Publié le par Don Popiet

L'association AC Le feu a remis, mercredi 25 octobre, aux députés les revendications des quartiers qui s'embrasèrent, à la fin octobre 2005.

Depuis quelques jours, les rues de Clichy se sont habillées d'immenses photos. Elles se déploient au pignon des barres d'immeubles, flottent aux lampadaires comme des oriflammes. Disent le quotidien. Montrent la bouille de deux ados, Bouna et Zyed, morts électrocutés un soir d'octobre 2005. Semaine à risques. Samir Mihi, porte-parole d'AC Le feu, est sur le qui-vive. « Peur de la provoc. Des deux côtés. On veut continuer à travailler. Alors, il faut du calme. Du sang-froid. De la patience. »

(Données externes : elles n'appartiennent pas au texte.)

//! The corpus curation pipeline.
//!
//! Five stages composed over a [`PathSet`]:
//!
//! 1. [`discovery`] — enumerate candidate files under a root
//! 2. [`encoding`] — drop files that are not well-formed text
//! 3. [`size_filter`] — drop files outside the size/token bounds
//! 4. [`dedupe`] — drop files whose content duplicates an earlier file
//! 5. [`stats`] — aggregate corpus statistics over the survivors
//!
//! plus a caching side-channel ([`crate::io::cache`]) that can persist
//! the filtered path set and restore it on a later run, bypassing
//! stages 1–3.
//!
//! Each stage returns a new path set that is an order-preserving
//! subsequence of its input. Per-file work inside a stage runs on a
//! rayon pool; results are reassembled in input order before the next
//! stage sees them, so the ordering invariant holds for any degree of
//! parallelism.

pub mod dedupe;
pub mod discovery;
pub mod encoding;
pub mod size_filter;
pub mod stats;

use std::path::{Path, PathBuf};
use std::sync::atomic::{AtomicBool, Ordering};
use std::sync::Arc;

use tracing::{info, warn};

use crate::core::config::CurationConfig;
use crate::core::errors::{CullError, Result};
use crate::core::paths::PathSet;
use crate::io::cache;

pub use stats::CorpusStats;

/// Cooperative cancellation flag shared between a pipeline run and its
/// controller (e.g. a signal handler).
///
/// Cancellation takes effect between files: in-flight per-file checks
/// finish, remaining ones are skipped, and the last fully-completed
/// stage output is returned valid and inspectable. No stage performs an
/// all-or-nothing commit over the corpus.
#[derive(Debug, Clone, Default)]
pub struct CancelToken {
    flag: Arc<AtomicBool>,
}

impl CancelToken {
    /// Create a token in the not-cancelled state.
    pub fn new() -> Self {
        Self::default()
    }

    /// Request cancellation. Idempotent.
    pub fn cancel(&self) {
        self.flag.store(true, Ordering::Relaxed);
    }

    /// True once cancellation has been requested.
    pub fn is_cancelled(&self) -> bool {
        self.flag.load(Ordering::Relaxed)
    }
}

/// What the pipeline is asked to start from.
#[derive(Debug, Clone, PartialEq, Eq)]
pub enum InputSelector {
    /// Walk this directory through enumeration and filtering.
    Directory(PathBuf),
    /// Load a previously cached path-set snapshot, bypassing
    /// enumeration, encoding validation and size filtering.
    Snapshot(PathBuf),
}

impl InputSelector {
    /// Classify a user-supplied input path: directories trigger a full
    /// walk, anything else is treated as a snapshot file.
    pub fn from_path(path: impl Into<PathBuf>) -> Self {
        let path = path.into();
        if path.is_dir() {
            Self::Directory(path)
        } else {
            Self::Snapshot(path)
        }
    }
}

/// Result of a pipeline run.
#[derive(Debug, Clone)]
pub struct CurationOutcome {
    /// The final ordered path set.
    pub paths: PathSet,
    /// Corpus statistics, when requested and the run completed.
    pub stats: Option<CorpusStats>,
    /// True when the run was cancelled; `paths` then holds the output
    /// of the last stage that finished.
    pub cancelled: bool,
}

/// Pipeline driver: owns the configuration and the cancellation token
/// and runs the stages in order.
pub struct CurationPipeline {
    config: CurationConfig,
    cancel: CancelToken,
}

impl CurationPipeline {
    /// Create a pipeline, validating the configuration up front.
    pub fn new(config: CurationConfig) -> Result<Self> {
        config.validate()?;
        Ok(Self {
            config,
            cancel: CancelToken::new(),
        })
    }

    /// Token for requesting cancellation of a running pipeline from
    /// another thread.
    pub fn cancel_token(&self) -> CancelToken {
        self.cancel.clone()
    }

    /// Run the pipeline over `input`.
    ///
    /// Per-file rejections never surface as errors; only systemic
    /// failures (invalid configuration, missing root, cache corruption)
    /// abort the run.
    pub fn run(&self, input: &InputSelector) -> Result<CurationOutcome> {
        if self.config.jobs > 0 {
            let pool = rayon::ThreadPoolBuilder::new()
                .num_threads(self.config.jobs)
                .build()
                .map_err(|e| CullError::config(format!("Failed to build worker pool: {e}")))?;
            pool.install(|| self.run_stages(input))
        } else {
            self.run_stages(input)
        }
    }

    fn run_stages(&self, input: &InputSelector) -> Result<CurationOutcome> {
        let filtered = match input {
            InputSelector::Directory(root) => self.enumerate_and_filter(root)?,
            InputSelector::Snapshot(snapshot) => {
                info!("Loading cached path set from '{}'", snapshot.display());
                Some(cache::load(snapshot)?)
            }
        };

        let Some(filtered) = filtered else {
            // Cancelled mid-filtering; nothing downstream to run.
            return Ok(CurationOutcome {
                paths: PathSet::new(),
                stats: None,
                cancelled: true,
            });
        };

        let deduplicated = if self.config.deduplicate {
            let result = dedupe::filter_duplicates(&filtered, &self.cancel);
            if self.cancel.is_cancelled() {
                return Ok(CurationOutcome {
                    paths: filtered,
                    stats: None,
                    cancelled: true,
                });
            }
            result
        } else {
            filtered
        };

        let stats = if self.config.print_stats && !self.cancel.is_cancelled() {
            let computed = stats::compute_stats(&deduplicated, &self.cancel);
            // A partial aggregate would misreport the corpus; drop it.
            if self.cancel.is_cancelled() {
                None
            } else {
                Some(computed)
            }
        } else {
            None
        };

        Ok(CurationOutcome {
            paths: deduplicated,
            stats,
            cancelled: self.cancel.is_cancelled(),
        })
    }

    /// Stages 1–3 plus the optional cache write. Returns `None` when
    /// cancelled before filtering completed.
    fn enumerate_and_filter(&self, root: &Path) -> Result<Option<PathSet>> {
        let enumerated = discovery::enumerate_files(root, &self.config, &self.cancel)?;
        if self.cancel.is_cancelled() {
            return Ok(None);
        }

        let decodable = encoding::filter_valid_encoding(&enumerated, &self.cancel);
        if self.cancel.is_cancelled() {
            return Ok(None);
        }

        let filtered = size_filter::filter_by_size(&decodable, &self.config, &self.cancel);
        if self.cancel.is_cancelled() {
            return Ok(None);
        }

        if let Some(cache_path) = &self.config.cache_output {
            cache::save(&filtered, cache_path)?;
            info!(
                "Cached {} filtered paths to '{}'",
                filtered.len(),
                cache_path.display()
            );
        }

        Ok(Some(filtered))
    }
}

/// Convenience entry point: run the whole pipeline as a pure function
/// of (input selector, configuration).
pub fn curate(input: &InputSelector, config: &CurationConfig) -> Result<CurationOutcome> {
    let pipeline = CurationPipeline::new(config.clone())?;
    let outcome = pipeline.run(input)?;
    if outcome.cancelled {
        warn!("Curation cancelled; returning last completed stage output");
    }
    Ok(outcome)
}
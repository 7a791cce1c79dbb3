//! In-memory vector store.
//!
//! Keeps the whole corpus in process memory and scores similarity by brute
//! force. Deterministic and dependency-free, which makes it the backend for
//! tests and local development; the Postgres backend is the serving-time
//! implementation.

use std::collections::HashMap;
use std::sync::Arc;

use async_trait::async_trait;
use chrono::{DateTime, Utc};
use parking_lot::RwLock;
use uuid::Uuid;

use crate::types::{CorpusError, Language, ScrapeStatus};

use super::{
    ChunkRecord, DocumentRecord, DocumentUpsert, NewChunk, SearchHit, VectorStore,
};

#[derive(Default)]
struct MemoryState {
    /// Documents keyed by URL, the natural key.
    documents: HashMap<String, DocumentRecord>,
    /// Chunk rows (with embeddings) keyed by owning document id.
    chunks: HashMap<Uuid, Vec<(ChunkRecord, Vec<f32>)>>,
}

#[derive(Clone, Default)]
pub struct MemoryVectorStore {
    state: Arc<RwLock<MemoryState>>,
}

impl MemoryVectorStore {
    pub fn new() -> Self {
        Self::default()
    }

    fn build_chunk_rows(document_id: Uuid, chunks: Vec<NewChunk>) -> Vec<(ChunkRecord, Vec<f32>)> {
        let now = Utc::now();
        chunks
            .into_iter()
            .map(|chunk| {
                (
                    ChunkRecord {
                        id: Uuid::new_v4(),
                        document_id,
                        content: chunk.content,
                        chunk_index: chunk.chunk_index,
                        metadata: chunk.metadata,
                        created_at: now,
                    },
                    chunk.embedding,
                )
            })
            .collect()
    }
}

#[async_trait]
impl VectorStore for MemoryVectorStore {
    async fn get_document_by_url(&self, url: &str) -> Result<Option<DocumentRecord>, CorpusError> {
        Ok(self.state.read().documents.get(url).cloned())
    }

    async fn active_documents(&self) -> Result<Vec<DocumentRecord>, CorpusError> {
        Ok(self
            .state
            .read()
            .documents
            .values()
            .filter(|doc| doc.scrape_status != ScrapeStatus::Deleted)
            .cloned()
            .collect())
    }

    async fn upsert_document(
        &self,
        document: DocumentUpsert,
        chunks: Vec<NewChunk>,
    ) -> Result<(Uuid, usize), CorpusError> {
        // The new state is assembled before the single write below, so the
        // whole upsert-and-replace is one atomic step.
        let mut state = self.state.write();
        let now = Utc::now();

        let id = state
            .documents
            .get(&document.url)
            .map(|existing| existing.id)
            .unwrap_or_else(Uuid::new_v4);
        let created_at = state
            .documents
            .get(&document.url)
            .map(|existing| existing.created_at)
            .unwrap_or(now);

        let chunk_rows = Self::build_chunk_rows(id, chunks);
        let chunk_count = chunk_rows.len();

        state.documents.insert(
            document.url.clone(),
            DocumentRecord {
                id,
                url: document.url,
                title: document.title,
                content: Some(document.content),
                content_hash: Some(document.content_hash),
                language: document.language,
                sitemap_lastmod: document.sitemap_lastmod,
                last_scraped_at: document.last_scraped_at,
                scrape_status: ScrapeStatus::Scraped,
                embedding_version: document.embedding_version,
                metadata: document.metadata,
                created_at,
                updated_at: now,
            },
        );
        state.chunks.insert(id, chunk_rows);

        Ok((id, chunk_count))
    }

    async fn replace_chunks(
        &self,
        document_id: Uuid,
        chunks: Vec<NewChunk>,
    ) -> Result<usize, CorpusError> {
        let mut state = self.state.write();
        if !state.documents.values().any(|doc| doc.id == document_id) {
            return Err(CorpusError::Storage(format!(
                "no document with id {document_id}"
            )));
        }
        let chunk_rows = Self::build_chunk_rows(document_id, chunks);
        let count = chunk_rows.len();
        state.chunks.insert(document_id, chunk_rows);
        Ok(count)
    }

    async fn update_bookkeeping(
        &self,
        url: &str,
        sitemap_lastmod: Option<DateTime<Utc>>,
        last_scraped_at: DateTime<Utc>,
        status: ScrapeStatus,
    ) -> Result<(), CorpusError> {
        let mut state = self.state.write();
        if let Some(doc) = state.documents.get_mut(url) {
            doc.sitemap_lastmod = sitemap_lastmod;
            doc.last_scraped_at = Some(last_scraped_at);
            doc.scrape_status = status;
            doc.updated_at = Utc::now();
        }
        Ok(())
    }

    async fn mark_status(&self, url: &str, status: ScrapeStatus) -> Result<(), CorpusError> {
        let mut state = self.state.write();
        if let Some(doc) = state.documents.get_mut(url) {
            doc.scrape_status = status;
            doc.updated_at = Utc::now();
        }
        Ok(())
    }

    async fn soft_delete_urls(&self, urls: &[String]) -> Result<usize, CorpusError> {
        let mut state = self.state.write();
        let mut updated = 0;
        for url in urls {
            if let Some(doc) = state.documents.get_mut(url) {
                doc.scrape_status = ScrapeStatus::Deleted;
                doc.updated_at = Utc::now();
                updated += 1;
            }
        }
        Ok(updated)
    }

    async fn delete_document(&self, url: &str) -> Result<bool, CorpusError> {
        let mut state = self.state.write();
        match state.documents.remove(url) {
            Some(doc) => {
                state.chunks.remove(&doc.id);
                Ok(true)
            }
            None => Ok(false),
        }
    }

    async fn chunks_for_document(
        &self,
        document_id: Uuid,
    ) -> Result<Vec<ChunkRecord>, CorpusError> {
        let state = self.state.read();
        let mut chunks: Vec<ChunkRecord> = state
            .chunks
            .get(&document_id)
            .map(|rows| rows.iter().map(|(chunk, _)| chunk.clone()).collect())
            .unwrap_or_default();
        chunks.sort_by_key(|chunk| chunk.chunk_index);
        Ok(chunks)
    }

    async fn similarity_search(
        &self,
        query: &[f32],
        k: usize,
        language: Option<Language>,
    ) -> Result<Vec<SearchHit>, CorpusError> {
        let state = self.state.read();

        let language_of: HashMap<Uuid, Language> = state
            .documents
            .values()
            .map(|doc| (doc.id, doc.language))
            .collect();

        let mut hits: Vec<SearchHit> = state
            .chunks
            .values()
            .flatten()
            .filter(|(chunk, _)| match language {
                Some(wanted) => language_of.get(&chunk.document_id) == Some(&wanted),
                None => true,
            })
            .map(|(chunk, embedding)| (chunk.clone(), cosine_similarity(query, embedding)))
            .collect();

        hits.sort_by(|a, b| b.1.partial_cmp(&a.1).unwrap_or(std::cmp::Ordering::Equal));
        hits.truncate(k);
        Ok(hits)
    }

    async fn count_documents(&self) -> Result<u64, CorpusError> {
        Ok(self.state.read().documents.len() as u64)
    }

    async fn count_chunks(&self) -> Result<u64, CorpusError> {
        Ok(self
            .state
            .read()
            .chunks
            .values()
            .map(|rows| rows.len() as u64)
            .sum())
    }
}

/// `1 − cosine_distance`; zero-magnitude vectors score 0.
fn cosine_similarity(a: &[f32], b: &[f32]) -> f32 {
    if a.len() != b.len() {
        return 0.0;
    }
    let dot: f32 = a.iter().zip(b).map(|(x, y)| x * y).sum();
    let norm_a: f32 = a.iter().map(|x| x * x).sum::<f32>().sqrt();
    let norm_b: f32 = b.iter().map(|x| x * x).sum::<f32>().sqrt();
    if norm_a <= f32::EPSILON || norm_b <= f32::EPSILON {
        return 0.0;
    }
    dot / (norm_a * norm_b)
}
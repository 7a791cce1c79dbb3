//! Incremental ingestion and retrieval for a bilingual civic web corpus.
//!
//! ```text
//! Sitemap XML ──► sitemap::SitemapClient ──► Vec<SitemapEntry>
//!                                    │
//!                                    ▼
//!                    ingest::ChangeDetector (vs. stored corpus)
//!                                    │ new / changed / unchanged / deleted
//!                                    ▼
//! fetch::PageFetcher ──► ingest::IngestionPipeline
//!                                    │ hash-compare ► chunker::TextChunker
//!                                    │             ► embedding::EmbeddingProvider
//!                                    ▼
//!                       store::VectorStore (atomic doc+chunk replace)
//!
//! query ──► retrieval::Retriever ──► store similarity search ──► retrieval::rank
//!                                    │
//!                                    ▼
//!                        agent::AnswerFlow (detect ► guard ► retrieve ► generate)
//! ```
//!
//! Writes flow top-down: discovery produces fresh [`sitemap::SitemapEntry`]
//! values every run, change detection diffs them against one snapshot of the
//! store, and the pipeline re-ingests exactly the URLs whose content hash
//! actually changed. Each URL is an independent, atomic unit of work. Reads
//! flow bottom-up from the vector store through the ranker.

pub mod agent;
pub mod chunker;
pub mod config;
pub mod embedding;
pub mod fetch;
pub mod ingest;
pub mod retrieval;
pub mod sitemap;
pub mod store;
pub mod types;

pub use chunker::TextChunker;
pub use config::Settings;
pub use embedding::{EmbeddingProvider, MockEmbeddingProvider};
pub use fetch::{HttpPageFetcher, PageFetcher, RawPage};
pub use ingest::{ChangeDetector, ChangeReport, IngestOptions, IngestionPipeline, IngestionStats};
pub use retrieval::{Citation, ContextItem, RankerOptions, Retriever};
pub use sitemap::{SitemapClient, SitemapEntry, UrlFilter};
pub use store::{MemoryVectorStore, VectorStore};
#[cfg(feature = "postgres")]
pub use store::PgVectorStore;
pub use types::{CorpusError, Language, ScrapeStatus};

/// Installs a process-wide tracing subscriber honoring `RUST_LOG`.
///
/// Safe to call more than once; later calls are no-ops.
pub fn init_tracing() {
    use tracing_subscriber::EnvFilter;

    let filter = EnvFilter::try_from_default_env().unwrap_or_else(|_| EnvFilter::new("info"));
    let _ = tracing_subscriber::fmt().with_env_filter(filter).try_init();
}
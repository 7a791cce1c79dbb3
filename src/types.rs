//! Shared primitive types and the crate-wide error enum.

use std::time::Duration;

use serde::{Deserialize, Serialize};

/// Corpus language. The corpus is bilingual; everything else is out of scope.
#[derive(Clone, Copy, Debug, Default, PartialEq, Eq, Hash, Serialize, Deserialize)]
#[serde(rename_all = "lowercase")]
pub enum Language {
    #[default]
    En,
    Fr,
}

impl Language {
    pub fn as_str(&self) -> &'static str {
        match self {
            Language::En => "en",
            Language::Fr => "fr",
        }
    }

    /// Lenient parse; anything unrecognized falls back to English.
    pub fn parse_lenient(value: &str) -> Self {
        match value {
            "fr" => Language::Fr,
            _ => Language::En,
        }
    }

    /// Infers the language from a URL path. French pages live under `/fr/`
    /// segments or `.fr.` hosts; everything else defaults to English.
    pub fn from_url(url: &str) -> Self {
        if url.contains("/fr/") || url.contains(".fr.") {
            Language::Fr
        } else {
            Language::En
        }
    }
}

impl std::fmt::Display for Language {
    fn fmt(&self, f: &mut std::fmt::Formatter<'_>) -> std::fmt::Result {
        f.write_str(self.as_str())
    }
}

/// Lifecycle status of a stored document.
#[derive(Clone, Copy, Debug, Default, PartialEq, Eq, Serialize, Deserialize)]
#[serde(rename_all = "lowercase")]
pub enum ScrapeStatus {
    #[default]
    Pending,
    Scraped,
    Failed,
    Deleted,
}

impl ScrapeStatus {
    pub fn as_str(&self) -> &'static str {
        match self {
            ScrapeStatus::Pending => "pending",
            ScrapeStatus::Scraped => "scraped",
            ScrapeStatus::Failed => "failed",
            ScrapeStatus::Deleted => "deleted",
        }
    }

    /// Lenient parse; unknown values are treated as pending.
    pub fn parse_lenient(value: &str) -> Self {
        match value {
            "scraped" => ScrapeStatus::Scraped,
            "failed" => ScrapeStatus::Failed,
            "deleted" => ScrapeStatus::Deleted,
            _ => ScrapeStatus::Pending,
        }
    }
}

impl std::fmt::Display for ScrapeStatus {
    fn fmt(&self, f: &mut std::fmt::Formatter<'_>) -> std::fmt::Result {
        f.write_str(self.as_str())
    }
}

/// Crate-wide error type for the ingestion and retrieval pipeline.
#[derive(Debug, thiserror::Error)]
pub enum CorpusError {
    #[error("http request failed: {0}")]
    Http(#[from] reqwest::Error),

    #[error("sitemap parse failed: {0}")]
    Sitemap(String),

    #[error("embedding failed: {0}")]
    Embedding(String),

    #[error("storage failure: {0}")]
    Storage(String),

    #[error("invalid document: {0}")]
    InvalidDocument(String),

    #[error("operation timed out after {0:?}")]
    Timeout(Duration),
}

#[cfg(feature = "postgres")]
impl From<sqlx::Error> for CorpusError {
    fn from(err: sqlx::Error) -> Self {
        CorpusError::Storage(err.to_string())
    }
}
//! Storage backends for documents and chunk embeddings.
//!
//! A unified [`VectorStore`] trait abstracts over concrete backends so the
//! ingestion pipeline and retrieval path never depend on a specific database:
//!
//! ```text
//!                  ┌──────────────────┐
//!                  │ VectorStore trait│
//!                  │   (async CRUD +  │
//!                  │  nearest-neighbor│
//!                  │      search)     │
//!                  └────────┬─────────┘
//!                           │
//!               ┌───────────┴───────────┐
//!               ▼                       ▼
//!        ┌─────────────┐         ┌─────────────┐
//!        │  Postgres   │         │  In-memory  │
//!        │  pgvector   │         │ (tests/dev) │
//!        └─────────────┘         └─────────────┘
//! ```
//!
//! The unit of consistency is one document together with its chunks: every
//! implementation must make [`VectorStore::upsert_document`] and
//! [`VectorStore::replace_chunks`] atomic, so a failure mid-replacement
//! never leaves a document that reports success while pointing at stale or
//! missing chunks.

pub mod memory;
#[cfg(feature = "postgres")]
pub mod postgres;

use async_trait::async_trait;
use chrono::{DateTime, Utc};
use uuid::Uuid;

use crate::types::{CorpusError, Language, ScrapeStatus};

pub use memory::MemoryVectorStore;
#[cfg(feature = "postgres")]
pub use postgres::PgVectorStore;

/// A stored document row. `url` is the natural key; `content_hash` is the
/// SHA-256 of `content` as lowercase hex and always matches the stored
/// content after a successful write.
#[derive(Clone, Debug)]
pub struct DocumentRecord {
    pub id: Uuid,
    pub url: String,
    pub title: Option<String>,
    pub content: Option<String>,
    pub content_hash: Option<String>,
    pub language: Language,
    pub sitemap_lastmod: Option<DateTime<Utc>>,
    pub last_scraped_at: Option<DateTime<Utc>>,
    pub scrape_status: ScrapeStatus,
    pub embedding_version: Option<String>,
    pub metadata: serde_json::Value,
    pub created_at: DateTime<Utc>,
    pub updated_at: DateTime<Utc>,
}

/// Fields written when creating or refreshing a document.
#[derive(Clone, Debug)]
pub struct DocumentUpsert {
    pub url: String,
    pub title: Option<String>,
    pub content: String,
    pub content_hash: String,
    pub language: Language,
    pub sitemap_lastmod: Option<DateTime<Utc>>,
    pub last_scraped_at: Option<DateTime<Utc>>,
    pub embedding_version: Option<String>,
    pub metadata: serde_json::Value,
}

/// A chunk ready for insertion, produced by the chunker + embedding step.
#[derive(Clone, Debug)]
pub struct NewChunk {
    pub content: String,
    pub embedding: Vec<f32>,
    pub chunk_index: usize,
    pub metadata: serde_json::Value,
}

/// A stored chunk row. The embedding itself stays in the store; retrieval
/// only needs content, position, and metadata.
#[derive(Clone, Debug)]
pub struct ChunkRecord {
    pub id: Uuid,
    pub document_id: Uuid,
    pub content: String,
    pub chunk_index: usize,
    pub metadata: serde_json::Value,
    pub created_at: DateTime<Utc>,
}

/// A nearest-neighbor hit: the chunk plus `1 − cosine_distance`.
pub type SearchHit = (ChunkRecord, f32);

/// Unified interface over document + chunk storage with vector search.
#[async_trait]
pub trait VectorStore: Send + Sync {
    /// Looks a document up by its natural key.
    async fn get_document_by_url(&self, url: &str) -> Result<Option<DocumentRecord>, CorpusError>;

    /// One consistent snapshot of every non-deleted document, used as the
    /// change-detection baseline.
    async fn active_documents(&self) -> Result<Vec<DocumentRecord>, CorpusError>;

    /// Creates or refreshes a document by URL and replaces all of its chunks
    /// in the same unit of work, leaving the document `scraped`.
    ///
    /// Returns the document id and the number of chunks written. The chunk
    /// delete + insert and the document write are atomic together: on error
    /// the previous document/chunk state is fully preserved.
    async fn upsert_document(
        &self,
        document: DocumentUpsert,
        chunks: Vec<NewChunk>,
    ) -> Result<(Uuid, usize), CorpusError>;

    /// Atomically replaces the chunk set of an existing document (old chunks
    /// deleted and new ones inserted in one unit of work), without touching
    /// document content. Returns the number of chunks written.
    async fn replace_chunks(
        &self,
        document_id: Uuid,
        chunks: Vec<NewChunk>,
    ) -> Result<usize, CorpusError>;

    /// Updates bookkeeping fields only; content and chunks stay untouched.
    async fn update_bookkeeping(
        &self,
        url: &str,
        sitemap_lastmod: Option<DateTime<Utc>>,
        last_scraped_at: DateTime<Utc>,
        status: ScrapeStatus,
    ) -> Result<(), CorpusError>;

    /// Sets the scrape status of a document, if it exists.
    async fn mark_status(&self, url: &str, status: ScrapeStatus) -> Result<(), CorpusError>;

    /// Soft-deletes documents by URL (status becomes `deleted`; rows and
    /// chunks are retained). Returns the number of documents updated.
    async fn soft_delete_urls(&self, urls: &[String]) -> Result<usize, CorpusError>;

    /// Physically removes a document and, by cascade, all of its chunks.
    async fn delete_document(&self, url: &str) -> Result<bool, CorpusError>;

    /// All chunks of a document, ordered by `chunk_index`.
    async fn chunks_for_document(&self, document_id: Uuid)
    -> Result<Vec<ChunkRecord>, CorpusError>;

    /// Nearest-neighbor search over chunk embeddings, ordered by descending
    /// similarity. `language` restricts candidates to chunks whose owning
    /// document has that language.
    async fn similarity_search(
        &self,
        query: &[f32],
        k: usize,
        language: Option<Language>,
    ) -> Result<Vec<SearchHit>, CorpusError>;

    async fn count_documents(&self) -> Result<u64, CorpusError>;

    async fn count_chunks(&self) -> Result<u64, CorpusError>;
}
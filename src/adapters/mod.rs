// Adapters layer: concrete implementations of the domain ports.

pub mod format_checker;
pub mod retry;
pub mod storage;

pub use format_checker::FormatChecker;
pub use retry::{RetryPolicy, RetryingChecker};
pub use storage::LocalStorage;
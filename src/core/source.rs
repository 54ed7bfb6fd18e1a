use crate::utils::error::{CheckError, Result};
use std::collections::HashSet;

const BOM: char = '\u{feff}';

/// 解析後的地址與統計
#[derive(Debug, Clone, PartialEq, Eq)]
pub struct ParsedSource {
    pub addresses: Vec<String>,
    pub original_count: usize,
    pub duplicates_removed: usize,
}

/// Turns an uploaded text payload into candidate addresses, one per line.
#[derive(Debug, Clone, Copy, Default)]
pub struct EmailSource {
    dedup: bool,
}

impl EmailSource {
    pub fn new() -> Self {
        Self::default()
    }

    pub fn with_dedup(mut self, dedup: bool) -> Self {
        self.dedup = dedup;
        self
    }

    pub fn parse(&self, raw: &[u8]) -> Result<Vec<String>> {
        Ok(self.parse_with_stats(raw)?.addresses)
    }

    pub fn parse_with_stats(&self, raw: &[u8]) -> Result<ParsedSource> {
        let text = std::str::from_utf8(raw).map_err(|e| CheckError::InvalidInput {
            message: format!("input is not valid UTF-8 text: {}", e),
        })?;

        let tokens: Vec<String> = text
            .split(['\n', '\r'])
            .map(clean_line)
            .filter(|line| !line.is_empty())
            .map(str::to_string)
            .collect();
        let original_count = tokens.len();

        let addresses = if self.dedup {
            let mut seen = HashSet::with_capacity(tokens.len());
            tokens
                .into_iter()
                .filter(|address| seen.insert(address.clone()))
                .collect()
        } else {
            tokens
        };

        tracing::debug!(
            "Parsed {} addresses ({} lines before dedup)",
            addresses.len(),
            original_count
        );

        Ok(ParsedSource {
            duplicates_removed: original_count - addresses.len(),
            original_count,
            addresses,
        })
    }
}

fn clean_line(line: &str) -> &str {
    line.trim().trim_start_matches(BOM).trim()
}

AC Le feu, qui signifie aussi « Association du collectif liberté égalité fraternité ensemble et uni », est née dans la foulée des émeutes. « À l'extérieur, les médias, les hommes politiques expliquaient tout ça par la polygamie, le rap, la démission des parents. Nous, on a voulu rebondir. Faire participer les acteurs. Aller là où le peuple vit, subit. Tendre les oreilles. Mettre des mots sur les maux. » Cet après-midi, AC Le feu déposera ses cahiers de doléances à l'Assemblée nationale, à l'issue d'une marche dans Paris. Pendant des semaines, elle a ausculté les cités, les quartiers de 120 villes du pays, chaluté 20 000 témoignages et coups de colère. Des doléances qui causent d'emploi, de précarité, de logement, de rapports avec la police, de place dans la société française... « Comme l'affaire de l'aéroport de Roissy, rebondit Samir Mihi, furibard. On retire leurs badges à des jeunes des cités pour des fautes qu'ils auraient commises il y a cinq, dix ans. Le maire de Bordeaux a été condamné pour une faute, il y a un an et demi, et le revoilà. Deux poids, deux mesures : ça, c'est de la violence. »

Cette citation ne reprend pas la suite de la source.